We will continue depending on hearing whenever there are physical obstacles we can't get or see through. Hearing will always play a temporary role until seeing takes over and outperforms its job. Nano-cameras and nano-computers will eventually replace sound-detecting devices we use for better discovering the world.  

Hearing and seeing exchange roles sometimes, replacing one another in a number of fields: reading vs. listening; writing vs. recording; x-ray and MRI vs. ultrasound, etc., with seeing usually more efficient. 

Although one completes the other, either has an opposite nature evolving/devolving independently of the other. Ironically, losing either has opposite causes: unclear sights require straining the eyes which weakens vision; whereas unclear sounds require listening carefully which benefits hearing. However, avoiding bad sights is much easier than avoiding bad sounds.

It won't be long before technology allows both the deaf and the blind to hear and see as properly as the rest of population, either by developing fully efficient artificial ears and eyes, or correcting the natural ones.
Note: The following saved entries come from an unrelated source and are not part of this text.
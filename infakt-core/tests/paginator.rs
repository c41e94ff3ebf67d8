use std::time::Duration;

use serde_json::json;
use wiremock::matchers::{method, path, query_param};
use wiremock::{Mock, MockServer, ResponseTemplate};
use infakt_core::{InfaktClient, InfaktError, Paginator, RetryPolicy};

fn client_for(server: &MockServer) -> InfaktClient {
    InfaktClient::with_base_url(&server.uri(), "test-key")
        .unwrap()
        .with_retry_policy(RetryPolicy::new(3, Duration::ZERO))
}

async fn mount_page(server: &MockServer, offset: &str, ids: &[u64], expected: u64) {
    let entities: Vec<_> = ids.iter().map(|id| json!({ "id": id })).collect();
    Mock::given(method("GET"))
        .and(path("/api/v3/books.json"))
        .and(query_param("limit", "2"))
        .and(query_param("offset", offset))
        .respond_with(ResponseTemplate::new(200).set_body_json(json!({
            "metainfo": { "count": ids.len(), "total_count": 3 },
            "entities": entities
        })))
        .expect(expected)
        .mount(server)
        .await;
}

#[tokio::test]
async fn stops_at_first_empty_page() {
    let server = MockServer::start().await;
    mount_page(&server, "0", &[1, 2], 1).await;
    mount_page(&server, "2", &[3], 1).await;
    mount_page(&server, "4", &[], 1).await;
    mount_page(&server, "6", &[99], 0).await;

    let client = client_for(&server);
    let endpoint = client.resource_url("books").unwrap();
    let entities = Paginator::new(&client, endpoint, 2)
        .collect_all()
        .await
        .unwrap();

    let ids: Vec<_> = entities.iter().map(|e| e["id"].as_u64().unwrap()).collect();
    assert_eq!(ids, vec![1, 2, 3]);
}

#[tokio::test]
async fn exhausted_paginator_issues_no_more_requests() {
    let server = MockServer::start().await;
    mount_page(&server, "0", &[], 1).await;

    let client = client_for(&server);
    let endpoint = client.resource_url("books").unwrap();
    let mut paginator = Paginator::new(&client, endpoint, 2);

    assert!(paginator.next_page().await.unwrap().is_none());
    assert!(paginator.next_page().await.unwrap().is_none());
    assert_eq!(paginator.pages_requested(), 1);
}

#[tokio::test]
async fn page_without_entities_is_rejected() {
    let server = MockServer::start().await;
    Mock::given(method("GET"))
        .and(path("/api/v3/books.json"))
        .respond_with(ResponseTemplate::new(200).set_body_json(json!({ "error": "nope" })))
        .mount(&server)
        .await;

    let client = client_for(&server);
    let endpoint = client.resource_url("books").unwrap();
    let err = Paginator::new(&client, endpoint, 2)
        .collect_all()
        .await
        .unwrap_err();
    assert!(matches!(err, InfaktError::InvalidPage { .. }));
}

#[tokio::test]
async fn malformed_metainfo_keeps_the_decode_error() {
    let server = MockServer::start().await;
    Mock::given(method("GET"))
        .and(path("/api/v3/books.json"))
        .respond_with(
            ResponseTemplate::new(200).set_body_json(json!({ "entities": [], "metainfo": "x" })),
        )
        .mount(&server)
        .await;

    let client = client_for(&server);
    let endpoint = client.resource_url("books").unwrap();
    let err = Paginator::new(&client, endpoint, 2)
        .collect_all()
        .await
        .unwrap_err();

    assert!(matches!(err, InfaktError::InvalidPage { .. }));
    assert!(std::error::Error::source(&err).is_some());
}

#[tokio::test]
async fn failing_page_halts_the_sequence() {
    let server = MockServer::start().await;
    mount_page(&server, "0", &[1, 2], 1).await;
    Mock::given(method("GET"))
        .and(path("/api/v3/books.json"))
        .and(query_param("offset", "2"))
        .respond_with(ResponseTemplate::new(502))
        .expect(3)
        .mount(&server)
        .await;
    mount_page(&server, "4", &[], 0).await;

    let client = client_for(&server);
    let endpoint = client.resource_url("books").unwrap();
    let mut paginator = Paginator::new(&client, endpoint, 2);

    assert_eq!(paginator.next_page().await.unwrap().unwrap().len(), 2);
    assert!(paginator.next_page().await.unwrap_err().is_retry_exhaustion());
    assert!(paginator.next_page().await.unwrap().is_none());
}
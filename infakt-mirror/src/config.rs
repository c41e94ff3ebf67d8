use std::path::PathBuf;
use std::time::Duration;

use anyhow::Context;
use infakt_core::{DEFAULT_BASE_URL, DEFAULT_MAX_ATTEMPTS, DEFAULT_PAGE_SIZE, RetryPolicy};

const DEFAULT_DATA_DIR: &str = "data";
const DEFAULT_LOG_DIR: &str = "logs";
const DEFAULT_TRANSIENT_DELAY_MS: u64 = 1_000;

#[derive(Clone, Debug, PartialEq, Eq)]
pub struct MirrorConfig {
    pub api_key: String,
    pub api_domain: String,
    pub data_dir: PathBuf,
    pub log_dir: PathBuf,
    pub page_size: u32,
    pub retry: RetryPolicy,
    pub commit: bool,
}

impl MirrorConfig {
    pub fn from_env() -> anyhow::Result<Self> {
        Self::from_lookup(|name| std::env::var(name).ok())
    }

    pub fn from_lookup<F>(lookup: F) -> anyhow::Result<Self>
    where
        F: Fn(&str) -> Option<String>,
    {
        let api_key = lookup("INFAKT_API_KEY")
            .filter(|value| !value.trim().is_empty())
            .context("INFAKT_API_KEY is not set")?;
        let api_domain = lookup("INFAKT_API_DOMAIN")
            .filter(|value| !value.trim().is_empty())
            .unwrap_or_else(|| DEFAULT_BASE_URL.to_string());
        let data_dir = lookup("INFAKT_DATA_DIR")
            .map(PathBuf::from)
            .unwrap_or_else(|| PathBuf::from(DEFAULT_DATA_DIR));
        let log_dir = lookup("INFAKT_LOG_DIR")
            .map(PathBuf::from)
            .unwrap_or_else(|| PathBuf::from(DEFAULT_LOG_DIR));
        let page_size = read_u64(&lookup, "INFAKT_PAGE_SIZE", u64::from(DEFAULT_PAGE_SIZE))
            .min(u64::from(u32::MAX)) as u32;
        let attempts = read_u64(&lookup, "INFAKT_RETRY_ATTEMPTS", u64::from(DEFAULT_MAX_ATTEMPTS))
            .min(u64::from(u32::MAX)) as u32;
        let transient_delay = Duration::from_millis(read_u64(
            &lookup,
            "INFAKT_RETRY_DELAY_MS",
            DEFAULT_TRANSIENT_DELAY_MS,
        ));
        let commit = read_bool(&lookup, "INFAKT_COMMIT", true);

        Ok(Self {
            api_key,
            api_domain,
            data_dir,
            log_dir,
            page_size,
            retry: RetryPolicy::new(attempts, transient_delay),
            commit,
        })
    }
}

fn read_u64<F>(lookup: &F, name: &str, default: u64) -> u64
where
    F: Fn(&str) -> Option<String>,
{
    lookup(name)
        .and_then(|value| value.trim().parse::<u64>().ok())
        .filter(|value| *value > 0)
        .unwrap_or(default)
}

fn read_bool<F>(lookup: &F, name: &str, default: bool) -> bool
where
    F: Fn(&str) -> Option<String>,
{
    lookup(name)
        .map(|value| {
            matches!(
                value.trim().to_ascii_lowercase().as_str(),
                "1" | "true" | "yes" | "on"
            )
        })
        .unwrap_or(default)
}
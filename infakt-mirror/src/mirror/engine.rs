use std::collections::{HashMap, HashSet};
use std::path::{Path, PathBuf};

use infakt_core::{InfaktClient, Paginator};
use serde_json::Value;

use super::category::{AttachmentSpec, CategorySpec, DetailSpec, RemoteId, sort_records};
use super::error::{MirrorError, io_err};
use super::index::ArchiveIndex;
use super::paths::{
    DETAILS_DIR_NAME, LIST_FILE_NAME, attachment_file_name, attachments_dir_name, slot_file_name,
    tombstone_file_name,
};
use super::writer::{WriteResult, write_atomic, write_json_if_changed};

#[derive(Debug, Clone, PartialEq)]
pub struct ListedEntity {
    pub id: RemoteId,
    pub record: Value,
}

#[derive(Debug, Clone, Default, PartialEq, Eq)]
pub struct MirrorReport {
    pub listed: usize,
    pub written: usize,
    pub unchanged: usize,
    pub renamed: usize,
    pub tombstoned: usize,
    pub duplicates: usize,
    pub attachments: usize,
}

pub struct CategoryMirror<'a> {
    client: &'a InfaktClient,
    spec: &'a CategorySpec,
    category_dir: PathBuf,
}

impl<'a> CategoryMirror<'a> {
    pub fn new(client: &'a InfaktClient, spec: &'a CategorySpec, data_dir: &Path) -> Self {
        Self {
            client,
            spec,
            category_dir: data_dir.join(&spec.archive_dir),
        }
    }

    pub fn category_dir(&self) -> &Path {
        &self.category_dir
    }

    pub fn details_dir(&self) -> PathBuf {
        self.category_dir.join(DETAILS_DIR_NAME)
    }

    pub async fn run(&self) -> Result<MirrorReport, MirrorError> {
        self.prepare_dirs().await?;

        let entities = self.fetch_listing().await?;
        let mut report = MirrorReport {
            listed: entities.len(),
            ..MirrorReport::default()
        };
        self.write_snapshot(&entities).await?;

        let Some(detail) = &self.spec.detail else {
            return Ok(report);
        };
        let details_dir = self.details_dir();
        let index = ArchiveIndex::scan(&details_dir, self.spec.id_pattern).await?;
        let fresh = self
            .sync_details(detail, &entities, &index, &mut report)
            .await?;
        self.reconcile_deletions(&index, &fresh, &mut report).await?;
        Ok(report)
    }

    async fn prepare_dirs(&self) -> Result<(), MirrorError> {
        let dir = if self.spec.detail.is_some() {
            self.details_dir()
        } else {
            self.category_dir.clone()
        };
        tokio::fs::create_dir_all(&dir)
            .await
            .map_err(|source| MirrorError::DirectoryCreation { path: dir, source })
    }

    pub async fn fetch_listing(&self) -> Result<Vec<ListedEntity>, MirrorError> {
        let endpoint = self.client.resource_url(&self.spec.endpoint)?;
        let raw = Paginator::new(self.client, endpoint, self.spec.page_size)
            .collect_all()
            .await?;

        let mut entities = Vec::with_capacity(raw.len());
        for record in raw {
            self.spec
                .entity_schema
                .validate(&record)
                .map_err(|detail| MirrorError::schema(&self.spec.name, detail))?;
            let id = self.spec.remote_id(&record).ok_or_else(|| {
                MirrorError::schema(
                    &self.spec.name,
                    format!("list record has no usable `{}`", self.spec.id_field),
                )
            })?;
            entities.push(ListedEntity {
                id,
                record: self.spec.entity_schema.normalize(&record),
            });
        }
        sort_records(&mut entities, self.spec.sort, |entity| &entity.record);
        Ok(entities)
    }

    async fn write_snapshot(&self, entities: &[ListedEntity]) -> Result<(), MirrorError> {
        let snapshot = Value::Array(entities.iter().map(|e| e.record.clone()).collect());
        let path = self.category_dir.join(LIST_FILE_NAME);
        write_json_if_changed(&path, &snapshot).await?;
        Ok(())
    }

    async fn sync_details(
        &self,
        detail: &DetailSpec,
        entities: &[ListedEntity],
        index: &ArchiveIndex,
        report: &mut MirrorReport,
    ) -> Result<HashSet<RemoteId>, MirrorError> {
        let details_dir = self.details_dir();
        let mut fresh = HashSet::with_capacity(entities.len());
        let mut claimed: HashMap<String, RemoteId> = HashMap::with_capacity(entities.len());

        for entity in entities {
            if !fresh.insert(entity.id.clone()) {
                tracing::warn!(
                    category = %self.spec.name,
                    id = %entity.id,
                    "id listed more than once, keeping the first occurrence"
                );
                report.duplicates += 1;
                continue;
            }

            let resource = self
                .spec
                .detail_resource(detail, &entity.record)
                .ok_or_else(|| {
                    MirrorError::schema(
                        &self.spec.name,
                        format!("record {} has no usable `{}`", entity.id, detail.key_field),
                    )
                })?;
            let mut fetched = self.client.get_resource(&resource).await?;
            detail
                .schema
                .validate(&fetched)
                .map_err(|reason| {
                    MirrorError::schema(&self.spec.name, format!("detail {}: {reason}", entity.id))
                })?;
            if let Some(attachments) = detail.attachments.filter(|a| a.fetch_separately) {
                let listing = self
                    .client
                    .get_resource(&attachments.listing_resource(&resource))
                    .await?;
                let entries = listing
                    .get("entities")
                    .filter(|entries| entries.is_array())
                    .cloned()
                    .ok_or_else(|| {
                        MirrorError::schema(
                            &self.spec.name,
                            format!("attachment listing of {} has no entities", entity.id),
                        )
                    })?;
                if let Some(object) = fetched.as_object_mut() {
                    object.insert(attachments.field.to_string(), entries);
                }
            }

            let label = detail
                .label
                .filter(|label| label.applies_to(&fetched))
                .map(|label| label.label);
            let display_name = self
                .spec
                .naming
                .display_name(&entity.id, &entity.record, label);
            let file_name = slot_file_name(&display_name)?;
            claim_name(&mut claimed, &self.spec.name, &file_name, &entity.id)?;

            let target = details_dir.join(&file_name);
            if let Some(current) = index.get(&entity.id).filter(|current| *current != file_name) {
                let source = details_dir.join(current);
                tokio::fs::rename(&source, &target)
                    .await
                    .map_err(|err| io_err(&source, err))?;
                self.move_attachments_dir(current, &file_name).await?;
                tracing::info!(
                    category = %self.spec.name,
                    id = %entity.id,
                    from = %current,
                    to = %file_name,
                    "renamed archive slot"
                );
                report.renamed += 1;
            }

            if let Some(attachments) = &detail.attachments {
                let dir = details_dir.join(attachments_dir_name(&file_name));
                report.attachments += self
                    .download_attachments(attachments, &entity.id, &fetched, &dir)
                    .await?;
            }

            let normalized = detail.schema.normalize(&fetched);
            match write_json_if_changed(&target, &normalized).await? {
                WriteResult::Written => report.written += 1,
                WriteResult::Unchanged => report.unchanged += 1,
            }
        }
        Ok(fresh)
    }

    async fn reconcile_deletions(
        &self,
        index: &ArchiveIndex,
        fresh: &HashSet<RemoteId>,
        report: &mut MirrorReport,
    ) -> Result<(), MirrorError> {
        let details_dir = self.details_dir();
        for (id, current) in index.iter() {
            if fresh.contains(id) {
                continue;
            }
            let tombstone = tombstone_file_name(id);
            if current == tombstone {
                continue;
            }

            let target = details_dir.join(&tombstone);
            let exists = tokio::fs::try_exists(&target)
                .await
                .map_err(|err| io_err(&target, err))?;
            if exists {
                tracing::warn!(
                    category = %self.spec.name,
                    %id,
                    slot = %current,
                    "tombstone already exists, leaving slot in place"
                );
                continue;
            }

            let source = details_dir.join(current);
            tokio::fs::rename(&source, &target)
                .await
                .map_err(|err| io_err(&source, err))?;
            self.move_attachments_dir(current, &tombstone).await?;
            tracing::info!(
                category = %self.spec.name,
                %id,
                from = %current,
                "tombstoned archive slot"
            );
            report.tombstoned += 1;
        }
        Ok(())
    }

    async fn download_attachments(
        &self,
        spec: &AttachmentSpec,
        id: &RemoteId,
        record: &Value,
        dir: &Path,
    ) -> Result<usize, MirrorError> {
        let Some(entries) = record.get(spec.field).and_then(Value::as_array) else {
            return Ok(0);
        };

        let mut downloaded = 0;
        for entry in entries {
            let name = entry
                .get(spec.name_field)
                .and_then(Value::as_str)
                .ok_or_else(|| {
                    MirrorError::schema(
                        &self.spec.name,
                        format!("attachment of {id} has no `{}`", spec.name_field),
                    )
                })?;
            let target = dir.join(attachment_file_name(name)?);
            let present = tokio::fs::try_exists(&target)
                .await
                .map_err(|err| io_err(&target, err))?;
            if present {
                continue;
            }

            let link = entry
                .get(spec.link_field)
                .and_then(Value::as_str)
                .ok_or_else(|| {
                    MirrorError::schema(
                        &self.spec.name,
                        format!("attachment {name:?} of {id} has no `{}`", spec.link_field),
                    )
                })?;
            tokio::fs::create_dir_all(dir)
                .await
                .map_err(|source| MirrorError::DirectoryCreation {
                    path: dir.to_path_buf(),
                    source,
                })?;
            let bytes = self.client.get_bytes(link).await?;
            write_atomic(&target, &bytes).await?;
            tracing::info!(
                category = %self.spec.name,
                %id,
                attachment = %name,
                bytes = bytes.len(),
                "downloaded attachment"
            );
            downloaded += 1;
        }
        Ok(downloaded)
    }

    async fn move_attachments_dir(&self, from_slot: &str, to_slot: &str) -> Result<(), MirrorError> {
        let details_dir = self.details_dir();
        let source = details_dir.join(attachments_dir_name(from_slot));
        let target = details_dir.join(attachments_dir_name(to_slot));
        let source_exists = tokio::fs::try_exists(&source)
            .await
            .map_err(|err| io_err(&source, err))?;
        if !source_exists {
            return Ok(());
        }
        let target_exists = tokio::fs::try_exists(&target)
            .await
            .map_err(|err| io_err(&target, err))?;
        if target_exists {
            tracing::warn!(
                category = %self.spec.name,
                from = %source.display(),
                to = %target.display(),
                "attachment directory already exists, leaving old one in place"
            );
            return Ok(());
        }
        tokio::fs::rename(&source, &target)
            .await
            .map_err(|err| io_err(&source, err))
    }
}

fn claim_name(
    claimed: &mut HashMap<String, RemoteId>,
    category: &str,
    file_name: &str,
    id: &RemoteId,
) -> Result<(), MirrorError> {
    match claimed.get(file_name) {
        Some(owner) if owner != id => Err(MirrorError::schema(
            category,
            format!("ids {owner} and {id} both map to slot {file_name:?}"),
        )),
        _ => {
            claimed.insert(file_name.to_string(), id.clone());
            Ok(())
        }
    }
}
The speed of either technology is growing fast, with the hearing alternatives (devices, implants, surgeries) faster than the seeing ones.

Despite seeing's vitality and superiority over hearing, when it is lacked mother nature puts a great pressure on the human brain to find alternatives, to communicate one's needs and emotions, enjoy nature and arts differently, and, above all, avoid unseen dangers. The huge challenge blind people face makes them, possibly, more intelligent and sociable than the deaf, esp. that such challenge had been recorded into their genes over millions of years of evolution, in every "blind minority" of mammals.

Some statistics show that composers have a slightly higher IQ than painters — 145 : 140 — as in Cox's famous study. (Not including Renaissance Masters such as Michelangelo or da Vinci, whose genius was universal; besides these are only average figures, i.e., they do not represent high musical genius either such as Mozart or Bach.) We are more familiar with names of famous blind people throughout history, than those of famous deaf people, if any. It's possible that there were equally intelligent deaf people living in the past, whose social isolation by society, for their unfortunate deafness, made them less known to us and less interactive with the rest of society. Only recently, thanks to modern technologies, sign language, deaf culture and deaf societies ... we knew who they are.